Mandela charges dropped
The state prosecutor announced it had withdrawn charges of grave tampering and bigamy against Nelson Mandela’s grandson, Mandla, on Tuesday because of insufficient evidence. In July, Mandla — embroiled in a bitter family feud — was charged with tampering with the graves of his famous grandfather’s children, after he exhumed them without consent. “We have decided to drop the charges of grave violation because of insufficient evidence,” said Luxolo Tyali, a spokesman for the National Prosecuting Authority. Mandla had also faced a long-standing charge of bigamy after his unceremonious separation from his first wife, Thando Mabunu, in 2008. “After studying the police docket on this matter, we also decided not to prosecute,” Tyali said. The 39-year-old is still facing a charge of pulling a gun on a motorist during a road rage incident last month.
Widow sleeps with corpse
A Brussels widow slept next to her mummified husband’s corpse for a year, her landlord said after making the macabre discovery during an eviction, a Belgian daily reported on Tuesday. La Derniere Heure published striking pictures of a shawl-wrapped, emaciated body with a long white mustache, sunken eye sockets and protruding rib-cage, covered in a film of dried skin. The newspaper said the images were of a man who had died at the age of 73 after living in the Anderlecht district of the Belgian capital for a dozen years or so with his wife. According to initial medical tests, he died of natural causes a year ago. The gruesome find emerged because the rent on their apartment had not been paid since November last year and the landlord launched eviction proceedings. “I have seen dead people before ... but never in this condition,” the landlord was quoted as saying. “The lady slept next to her husband’s body.” Neighbors said the widow had told them her husband was away “receiving treatment.”

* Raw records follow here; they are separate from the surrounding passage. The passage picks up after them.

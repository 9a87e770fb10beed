//! User-Role Assignment Model

use serde::{Deserialize, Serialize};

/// Assignment row of the `users_roles` join table.
///
/// Composite key (user_id, role_id); a pair can be assigned at most once.
#[derive(Debug, Clone, Serialize, Deserialize)]
#[cfg_attr(feature = "db", derive(sqlx::FromRow))]
pub struct UserRole {
    pub user_id: i64,
    pub role_id: i64,
    pub assigned_at: i64,
}
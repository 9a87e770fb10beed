//! User Model

use serde::{Deserialize, Serialize};

use super::Role;

/// User entity matching the `users` table.
///
/// The stored password hash is never serialized; responses go through
/// [`UserResponse`].
#[derive(Debug, Clone, Serialize, Deserialize)]
#[cfg_attr(feature = "db", derive(sqlx::FromRow))]
pub struct User {
    pub id: i64,
    pub name: String,
    pub email: String,
    #[serde(skip_serializing)]
    pub hashed_password: String,
    pub is_active: bool,
    pub is_verified: bool,
    pub created_at: i64,
    pub updated_at: i64,
}

/// Create user payload (admin creation; the password arrives in plaintext
/// and is hashed before it reaches the database).
#[derive(Debug, Clone, Serialize, Deserialize)]
pub struct UserCreate {
    pub name: String,
    pub email: String,
    pub password: String,
}

/// Update user payload
#[derive(Debug, Clone, Serialize, Deserialize)]
pub struct UserUpdate {
    pub name: Option<String>,
    pub email: Option<String>,
    pub password: Option<String>,
    pub is_active: Option<bool>,
    pub is_verified: Option<bool>,
}

/// Public projection of a user (no credential material).
#[derive(Debug, Clone, Serialize, Deserialize)]
pub struct UserResponse {
    pub id: i64,
    pub name: String,
    pub email: String,
    pub created_at: i64,
}

impl From<&User> for UserResponse {
    fn from(user: &User) -> Self {
        Self {
            id: user.id,
            name: user.name.clone(),
            email: user.email.clone(),
            created_at: user.created_at,
        }
    }
}

impl From<User> for UserResponse {
    fn from(user: User) -> Self {
        Self::from(&user)
    }
}

/// User together with its eagerly loaded roles.
///
/// Produced by a single logical fetch so permission checks never go back to
/// the database per role.
#[derive(Debug, Clone, Serialize, Deserialize)]
pub struct UserWithRoles {
    pub user: User,
    pub roles: Vec<Role>,
}
use axum::Router;
use axum::routing::get;

use crate::handler::health;
use crate::server::ServerState;

/// Health router - public route
pub fn router() -> Router<ServerState> {
    Router::new().route("/api/v1/health", get(health::health))
}
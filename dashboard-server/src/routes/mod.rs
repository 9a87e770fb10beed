use axum::Router;
use axum::middleware as axum_middleware;
use http::{HeaderName, HeaderValue};
use tower_http::compression::CompressionLayer;
use tower_http::cors::CorsLayer;
use tower_http::request_id::{
    MakeRequestId, PropagateRequestIdLayer, RequestId, SetRequestIdLayer,
};
use tower_http::trace::TraceLayer;
use uuid::Uuid;

use crate::auth::middleware;
use crate::server::ServerState;

pub mod auth;
pub mod health;
pub mod permissions;
pub mod roles;
pub mod sections;
pub mod users;

pub mod router_ext;
pub use router_ext::{OneshotResult, OneshotRouter};

/// Custom request ID generator
#[derive(Clone)]
struct XRequestId;

impl MakeRequestId for XRequestId {
    fn make_request_id<B>(&mut self, _request: &http::Request<B>) -> Option<RequestId> {
        let id = Uuid::new_v4().to_string();
        Some(RequestId::new(HeaderValue::from_str(&id).unwrap()))
    }
}

/// Build a router with all routes registered (no middleware, no state)
pub fn build_router() -> Router<ServerState> {
    Router::new()
        // Auth API - login/register public, me protected
        .merge(auth::router())
        // Admin API - admin gate applied per router
        .merge(users::router())
        .merge(roles::router())
        .merge(permissions::router())
        // Section probes - authentication required
        .merge(sections::router())
        // Health API - public route
        .merge(health::router())
}

/// Build a fully configured application with all middleware and state
///
/// Used by both the HTTP server and oneshot calls.
pub fn build_app(state: &ServerState) -> Router<ServerState> {
    build_router()
        // ========== Tower HTTP Middleware ==========
        // CORS - Handle cross-origin requests
        .layer(CorsLayer::permissive())
        // Compression - Gzip compress responses
        .layer(CompressionLayer::new())
        // Trace - Request tracing (logs at INFO level)
        .layer(TraceLayer::new_for_http())
        // ========== Application Middleware ==========
        // Request ID - Generate unique ID for each request
        .layer(SetRequestIdLayer::new(
            HeaderName::from_static("x-request-id"),
            XRequestId,
        ))
        // Propagate request ID to response
        .layer(PropagateRequestIdLayer::new(HeaderName::from_static(
            "x-request-id",
        )))
        // Session resolution (JWT) - runs before routes, injects CurrentUser
        .layer(axum_middleware::from_fn_with_state(
            state.clone(),
            middleware::require_auth,
        ))
}
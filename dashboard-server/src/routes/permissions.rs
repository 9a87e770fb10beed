use axum::Router;
use axum::routing::{get, put};

use crate::auth::middleware::require_admin;
use crate::handler::section_permission;
use crate::server::ServerState;

/// Section permission router - requires authentication and admin access
pub fn router() -> Router<ServerState> {
    Router::new()
        .route(
            "/api/v1/permissions/check",
            get(section_permission::check),
        )
        .route(
            "/api/v1/permissions/roles/{role_id}",
            get(section_permission::list_for_role),
        )
        .route(
            "/api/v1/permissions/roles/{role_id}/sections/{section}",
            put(section_permission::set).delete(section_permission::delete),
        )
        .route_layer(axum::middleware::from_fn(require_admin))
}
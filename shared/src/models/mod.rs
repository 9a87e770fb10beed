//! Data models
//!
//! DB row types use `#[cfg_attr(feature = "db", derive(sqlx::FromRow))]`.
//! All IDs are `i64` (SQLite INTEGER PRIMARY KEY); timestamps are UTC millis.

pub mod role;
pub mod section_permission;
pub mod user;
pub mod user_role;

// Re-exports
pub use role::*;
pub use section_permission::*;
pub use user::*;
pub use user_role::*;
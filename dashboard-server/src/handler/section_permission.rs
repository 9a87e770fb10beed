//! Section Permission Handlers
//!
//! Admin-gated management of the per-(role, section) view/edit grants.

use axum::{
    Json,
    extract::{Path, Query, State},
};
use serde::{Deserialize, Serialize};

use shared::models::{SectionPermission, SetPermissionRequest};

use crate::auth::permissions::{self, PermissionAction};
use crate::db::repository::section_permission;
use crate::server::ServerState;
use crate::utils::{AppError, AppResult};

/// Explicit permission check query
#[derive(Debug, Deserialize)]
pub struct CheckQuery {
    pub role_id: i64,
    pub section: String,
    pub action: String,
}

#[derive(Debug, Serialize)]
pub struct CheckResponse {
    pub role_id: i64,
    pub section: String,
    pub action: String,
    pub granted: bool,
}

/// All grants of a role
pub async fn list_for_role(
    State(state): State<ServerState>,
    Path(role_id): Path<i64>,
) -> AppResult<Json<Vec<SectionPermission>>> {
    let permissions = section_permission::list_by_role(state.pool(), role_id).await?;
    Ok(Json(permissions))
}

/// Set (upsert) the grant for a (role, section) pair
pub async fn set(
    State(state): State<ServerState>,
    Path((role_id, section)): Path<(i64, String)>,
    Json(payload): Json<SetPermissionRequest>,
) -> AppResult<Json<SectionPermission>> {
    let permission = section_permission::set(
        state.pool(),
        role_id,
        &section,
        payload.can_view,
        payload.can_edit,
    )
    .await?;
    Ok(Json(permission))
}

/// Remove the grant for a (role, section) pair; absence is not an error
pub async fn delete(
    State(state): State<ServerState>,
    Path((role_id, section)): Path<(i64, String)>,
) -> AppResult<Json<bool>> {
    let removed =
        section_permission::delete_by_role_and_section(state.pool(), role_id, &section).await?;
    Ok(Json(removed))
}

/// Explicit check: does a role have `action` on `section`?
///
/// A missing grant reads as denied; an action other than view/edit is a
/// validation error.
pub async fn check(
    State(state): State<ServerState>,
    Query(query): Query<CheckQuery>,
) -> AppResult<Json<CheckResponse>> {
    let action = PermissionAction::parse(&query.action).ok_or_else(|| {
        AppError::validation(format!(
            "Invalid action: {}. Must be 'view' or 'edit'",
            query.action
        ))
    })?;

    let granted = permissions::check(state.pool(), query.role_id, &query.section, action).await?;

    Ok(Json(CheckResponse {
        role_id: query.role_id,
        section: query.section,
        action: query.action,
        granted,
    }))
}
use {
  crate::{
    diff_targets,
    process_permissions,
    reconstruct_permissions,
    split_condition,
    targets_equal,
    Error,
    Processed,
  },
  rayon::prelude::*,
  roles_primitives::{Annotation, Permission, Preset, Target},
  serde::{Deserialize, Serialize},
  tracing::{debug, info},
};

/// Resolves annotations into presets.
///
/// Implementations fetch or look up the preset an annotation points to.
/// Annotations that cannot be resolved yield `None` and are skipped.
pub trait PresetSource: Sync {
  fn resolve(&self, annotation: &Annotation) -> Option<Preset>;
}

impl<F> PresetSource for F
where
  F: Fn(&Annotation) -> Option<Preset> + Sync,
{
  fn resolve(&self, annotation: &Annotation) -> Option<Preset> {
    self(annotation)
  }
}

/// A role's permissions described through presets.
///
/// Applying all presets and then all remaining permissions grants
/// exactly what the original permissions granted.
#[derive(Debug, Clone, Default, PartialEq, Eq, Serialize, Deserialize)]
pub struct Annotated {
  /// Presets that are fully covered by the role's permissions.
  pub presets: Vec<Preset>,

  /// What the role grants beyond the confirmed presets.
  pub permissions: Vec<Permission>,
}

/// Explains a role's permissions in terms of the presets named by its
/// annotations.
///
/// A preset is confirmed when adding its permissions to the role's
/// permissions grants nothing new. Presets that fail to resolve or are
/// not confirmed are dropped, so the result always describes the role's
/// effective permissions.
pub fn process_annotations(
  permissions: &[Permission],
  annotations: &[Annotation],
  source: &impl PresetSource,
) -> Result<Annotated, Error> {
  let Processed { targets } = process_permissions(permissions)?;

  let presets: Vec<Preset> = annotations
    .par_iter()
    .filter_map(|annotation| {
      let resolved = source.resolve(annotation);
      if resolved.is_none() {
        debug!("annotation {} could not be resolved", annotation.uri);
      }
      resolved
    })
    .filter(|preset| is_confirmed(preset, permissions, &targets))
    .collect();

  info!(
    "{} of {} annotations confirmed as presets",
    presets.len(),
    annotations.len()
  );

  let preset_permissions: Vec<Permission> = presets
    .iter()
    .flat_map(|preset| preset.permissions.iter().cloned())
    .collect();

  let Processed {
    targets: via_presets,
  } = process_permissions(&preset_permissions)
    .map_err(|_| Error::InvariantViolation("confirmed presets conflict"))?;

  let mut remaining = diff_targets(&targets, &via_presets);
  for target in remaining.iter_mut() {
    split_overlaps(target, &via_presets)?;
  }
  let remaining = reconstruct_permissions(&remaining);

  let recombined: Vec<_> = preset_permissions
    .into_iter()
    .chain(remaining.iter().cloned())
    .collect();

  let Processed { targets: covered } = process_permissions(&recombined)?;
  if !targets_equal(&covered, &targets) {
    return Err(Error::InvariantViolation(
      "presets and remaining permissions do not add up to the role",
    ));
  }

  Ok(Annotated {
    presets,
    permissions: remaining,
  })
}

fn is_confirmed(
  preset: &Preset,
  permissions: &[Permission],
  targets: &[Target],
) -> bool {
  if preset.permissions.is_empty() {
    debug!("preset {} grants nothing", preset.uri);
    return false;
  }

  let combined: Vec<_> = permissions
    .iter()
    .chain(preset.permissions.iter())
    .cloned()
    .collect();

  match process_permissions(&combined) {
    Ok(Processed { targets: applied }) => {
      let extra = diff_targets(&applied, targets);
      if !extra.is_empty() {
        debug!(
          "preset {} grants more than the role on {} targets",
          preset.uri,
          extra.len()
        );
      }
      extra.is_empty()
    }
    Err(e) => {
      debug!("preset {} does not apply to the role: {e}", preset.uri);
      false
    }
  }
}

/// Replaces the condition of every function that is partially granted
/// through presets with what is left after taking out the preset's part.
fn split_overlaps(
  target: &mut Target,
  via_presets: &[Target],
) -> Result<(), Error> {
  let Some(granted) = via_presets.iter().find(|t| t.address == target.address)
  else {
    return Ok(());
  };

  for function in target.functions.iter_mut() {
    let Some(preset_function) = granted.function(&function.selector) else {
      continue;
    };

    let (Some(full), Some(subset)) =
      (&function.condition, &preset_function.condition)
    else {
      return Err(Error::InvariantViolation(
        "partially granted functions must be conditional on both sides",
      ));
    };

    let remainder = split_condition(full, subset).ok_or(
      Error::UnsupportedPresetOverlap {
        address: target.address,
        selector: function.selector,
      },
    )?;
    function.condition = Some(remainder);
  }
  Ok(())
}

#[cfg(test)]
mod tests {
  use {
    super::process_annotations,
    crate::Error,
    roles_primitives::{
      Address,
      Annotation,
      ApiInfo,
      Condition,
      Operator,
      ParameterType,
      Permission,
      Preset,
      Selector,
    },
  };

  fn eq(byte: u8) -> Condition {
    let mut word = vec![0u8; 32];
    word[31] = byte;
    Condition::compare(ParameterType::Static, Operator::EqualTo, word).unwrap()
  }

  fn call(args: Vec<Condition>) -> Condition {
    Condition::matches(ParameterType::Calldata, args).unwrap()
  }

  fn annotation(uri: &str) -> Annotation {
    Annotation {
      uri: uri.into(),
      schema: "https://example.org/openapi.json".into(),
    }
  }

  fn preset(uri: &str, permissions: Vec<Permission>) -> Preset {
    Preset {
      uri: uri.into(),
      server_url: None,
      api_info: ApiInfo::default(),
      permissions,
    }
  }

  #[test]
  fn no_annotations_keeps_everything() -> anyhow::Result<()> {
    let address = Address::with_last_byte(1);
    let permissions = vec![
      Permission::function(address, Selector::from([1, 2, 3, 4])),
      Permission::target(Address::with_last_byte(2)),
    ];

    let nothing = |_: &Annotation| -> Option<Preset> { None };
    let annotated = process_annotations(&permissions, &[], &nothing)?;
    assert!(annotated.presets.is_empty());
    assert_eq!(annotated.permissions, permissions);
    Ok(())
  }

  #[test]
  fn preset_covering_whole_functions() -> anyhow::Result<()> {
    let address = Address::with_last_byte(1);
    let approve = Permission::function(address, Selector::from([0, 0, 0, 1]));
    let deposit = Permission::function(address, Selector::from([0, 0, 0, 2]))
      .with_condition(call(vec![eq(1)]));
    let other = Permission::function(address, Selector::from([0, 0, 0, 3]));

    let permissions = vec![approve.clone(), deposit.clone(), other.clone()];
    let source = |a: &Annotation| match a.uri.as_str() {
      "deposit" => {
        Some(preset("deposit", vec![approve.clone(), deposit.clone()]))
      }
      _ => None,
    };

    let annotated = process_annotations(
      &permissions,
      &[annotation("deposit"), annotation("missing")],
      &source,
    )?;
    assert_eq!(annotated.presets.len(), 1);
    assert_eq!(annotated.presets[0].uri, "deposit");
    assert_eq!(annotated.permissions, vec![other]);
    Ok(())
  }

  #[test]
  fn rejects_presets_granting_more() -> anyhow::Result<()> {
    let address = Address::with_last_byte(1);
    let selector = Selector::from([0, 0, 0, 1]);
    let permissions = vec![
      Permission::function(address, selector).with_condition(call(vec![eq(1)]))
    ];

    let source = |a: &Annotation| {
      Some(match a.uri.as_str() {
        "wider" => {
          preset("wider", vec![Permission::function(address, selector)])
        }
        "other" => preset("other", vec![Permission::target(address)]),
        _ => preset("empty", vec![]),
      })
    };

    let annotated = process_annotations(
      &permissions,
      &[annotation("wider"), annotation("other"), annotation("empty")],
      &source,
    )?;
    assert!(annotated.presets.is_empty());
    assert_eq!(annotated.permissions, permissions);
    Ok(())
  }

  #[test]
  fn splits_partially_covered_functions() -> anyhow::Result<()> {
    let address = Address::with_last_byte(1);
    let selector = Selector::from([0, 0, 0, 1]);
    let full = call(vec![Condition::or(vec![eq(1), eq(2)])?, eq(7)]);
    let granted = call(vec![eq(1), eq(7)]);

    let permissions =
      vec![Permission::function(address, selector).with_condition(full)];
    let source = |_: &Annotation| {
      Some(preset("one", vec![
        Permission::function(address, selector).with_condition(granted.clone()),
      ]))
    };

    let annotated =
      process_annotations(&permissions, &[annotation("one")], &source)?;
    assert_eq!(annotated.presets.len(), 1);
    assert_eq!(annotated.permissions, vec![
      Permission::function(address, selector)
        .with_condition(call(vec![eq(2), eq(7)]))
    ]);
    Ok(())
  }

  #[test]
  fn unconditional_function_partially_covered() {
    let address = Address::with_last_byte(1);
    let selector = Selector::from([0, 0, 0, 1]);
    let permissions = vec![Permission::function(address, selector)];
    let source = |_: &Annotation| {
      Some(preset("one", vec![
        Permission::function(address, selector)
          .with_condition(call(vec![eq(1)])),
      ]))
    };

    assert!(matches!(
      process_annotations(&permissions, &[annotation("one")], &source),
      Err(Error::InvariantViolation(_))
    ));
  }
}
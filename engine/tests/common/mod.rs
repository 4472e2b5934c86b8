#![allow(dead_code)]

pub mod arbitrary;

use roles_primitives::{
  Address,
  Condition,
  Operator,
  ParameterType,
  Permission,
  Selector,
};

/// Static word equal to `value`.
pub fn equal_word(value: u64) -> Condition {
  let mut word = [0u8; 32];
  word[24..].copy_from_slice(&value.to_be_bytes());
  Condition::compare(ParameterType::Static, Operator::EqualTo, word.to_vec())
    .unwrap()
}

pub fn calldata(args: Vec<Condition>) -> Condition {
  Condition::matches(ParameterType::Calldata, args).unwrap()
}

pub fn any_of(branches: Vec<Condition>) -> Condition {
  Condition::or(branches).unwrap()
}

pub fn token() -> Address {
  "0x6B175474E89094C44Da98b954EedeAC495271d0F".parse().unwrap()
}

pub fn vault() -> Address {
  "0xBA12222222228d8Ba445958a75a0704d566BF2C8".parse().unwrap()
}

/// `approve(address,uint256)`
pub fn approve() -> Selector {
  Selector::from([0x09, 0x5e, 0xa7, 0xb3])
}

/// `transfer(address,uint256)`
pub fn transfer() -> Selector {
  Selector::from([0xa9, 0x05, 0x9c, 0xbb])
}

/// `deposit(uint256,address)`
pub fn deposit() -> Selector {
  Selector::from([0x6e, 0x55, 0x3f, 0x65])
}

/// A role that may approve the vault or a second spender, transfer to
/// one recipient and call anything on the vault.
pub fn role_permissions() -> Vec<Permission> {
  vec![
    Permission::function(token(), approve()).with_condition(calldata(vec![
      any_of(vec![equal_word(0xba12), equal_word(0xc0de)]),
    ])),
    Permission::function(token(), transfer())
      .with_condition(calldata(vec![equal_word(0xbeef), equal_word(100)])),
    Permission::target(vault()),
  ]
}
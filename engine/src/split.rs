use {
  crate::process::single_differing_child,
  roles_primitives::{Condition, ConditionId, Operator},
  std::collections::HashSet,
  tracing::trace,
};

/// Computes the remainder of `full` after taking out `subset`.
///
/// The remainder is a condition that, merged back together with `subset`,
/// allows exactly what `full` allows. Returns `None` when the two are
/// identical or when no such remainder can be expressed. Inputs are
/// normalized before splitting and the remainder is normalized.
pub fn split_condition(
  full: &Condition,
  subset: &Condition,
) -> Option<Condition> {
  split(&full.normalize(), &subset.normalize())
}

fn split(full: &Condition, subset: &Condition) -> Option<Condition> {
  if full.id() == subset.id() {
    return None;
  }

  if full.operator() == Operator::Or {
    return split_branches(full.children(), subset);
  }

  let index = single_differing_child(full, subset)?;
  trace!("splitting {:?} at child {index}", full.id());

  let remainder = split(&full.children()[index], &subset.children()[index])?;
  let mut children = full.children().to_vec();
  children[index] = remainder;
  Condition::matches(full.param_type(), children)
    .ok()
    .map(|c| c.normalize())
}

fn split_branches(
  branches: &[Condition],
  subset: &Condition,
) -> Option<Condition> {
  if subset.operator() == Operator::Or {
    let taken: HashSet<ConditionId> =
      subset.children().iter().map(Condition::id).collect();

    let remaining: Vec<_> = branches
      .iter()
      .filter(|branch| !taken.contains(&branch.id()))
      .cloned()
      .collect();

    // every branch of the subset has to be a branch of the full condition
    if branches.len() - remaining.len() != taken.len() {
      return None;
    }
    return rebuild(remaining);
  }

  if let Some(position) = branches.iter().position(|b| b.id() == subset.id()) {
    let mut remaining = branches.to_vec();
    remaining.remove(position);
    return rebuild(remaining);
  }

  branches.iter().enumerate().find_map(|(index, branch)| {
    let remainder = split(branch, subset)?;
    let mut remaining = branches.to_vec();
    remaining[index] = remainder;
    rebuild(remaining)
  })
}

fn rebuild(branches: Vec<Condition>) -> Option<Condition> {
  match branches.len() {
    0 => None,
    _ => Condition::or(branches).ok().map(|c| c.normalize()),
  }
}
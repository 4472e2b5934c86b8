use {
  roles_primitives::{Address, ConditionError, Selector},
  thiserror::Error,
};

#[derive(Debug, Clone, PartialEq, Eq, Error)]
pub enum Error {
  #[error(
    "Permissions for function {selector} on {address} have conflicting \
     send/delegatecall options"
  )]
  ConflictingExecutionOptions { address: Address, selector: Selector },

  #[error(
    "Target-wide permissions on {0} have conflicting send/delegatecall options"
  )]
  ConflictingTargetOptions(Address),

  #[error("Target-wide permission on {0} cannot carry a condition")]
  TargetPermissionWithCondition(Address),

  #[error("Invalid condition: {0}")]
  Condition(#[from] ConditionError),

  #[error(
    "Presets overlap function {selector} on {address} with conditions that \
     cannot be split"
  )]
  UnsupportedPresetOverlap { address: Address, selector: Selector },

  #[error("Invariant violation: {0}")]
  InvariantViolation(&'static str),
}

Foreign activists get bail
A court on Tuesday granted bail to nine foreign Greenpeace protesters, the first non-Russians jailed and awaiting trial over a demonstration near a Russian oil rig to be made eligible for release. The decision came a day after the Primorsky court in St Petersburg refused to release an Australian activist and another court granted bail to three Russians, including prominent photographer Denis Sinyakov. The Primorsky court set bail at 2 million rubles (US$61,500) each for the activists from Argentina, Canada, Brazil, Finland, France, Italy, New Zealand and Poland. The court said they will be released if the bail is paid within the next four days.
Train refuses obese man
A clinically obese Frenchman stranded in the US because he was deemed too heavy to fly finally took a plane to London on Tuesday — only to be refused travel home by the Eurostar cross-channel train. Kevin Chenais, 22, who weighs 230kg, arrived at London’s Heathrow airport with his parents after Virgin Atlantic agreed to fly him back from New York. He had been in the US since May last year for treatment for a hormone imbalance and had been set to return home on British Airways last month, but the airline refused to accept him as a passenger, saying he was too heavy. Chenais praised Virgin for flying him out from New York’s JFK airport and paying for the economy-class flights for him and his parents. Chenais and his parents were met at Heathrow by French consular staff who arranged for them to try for a Paris-bound Eurostar train later on Tuesday. However, Eurostar then said that he had been refused travel because of its regulations for evacuation procedures.
Senator’s son stabs him
The son of a state senator stabbed his father in the head and chest on Tuesday before apparently killing himself with a gun, according to initial reports from police. Authorities were still piecing together a motive and the circumstances that led to the stabbing of Virginia State Senator Creigh Deeds. Deeds’ 24-year-old son, Gus, died at his home of a gunshot wound. Geller said Creigh Deeds and his son were the only people at the home and police were not looking for a suspect. The senator was in fair condition in hospital. He had previously been listed as critical. After the stabbing, Deeds was able to walk away from his rural home to a nearby road and a cousin who was driving by happened to notice the senator, police said.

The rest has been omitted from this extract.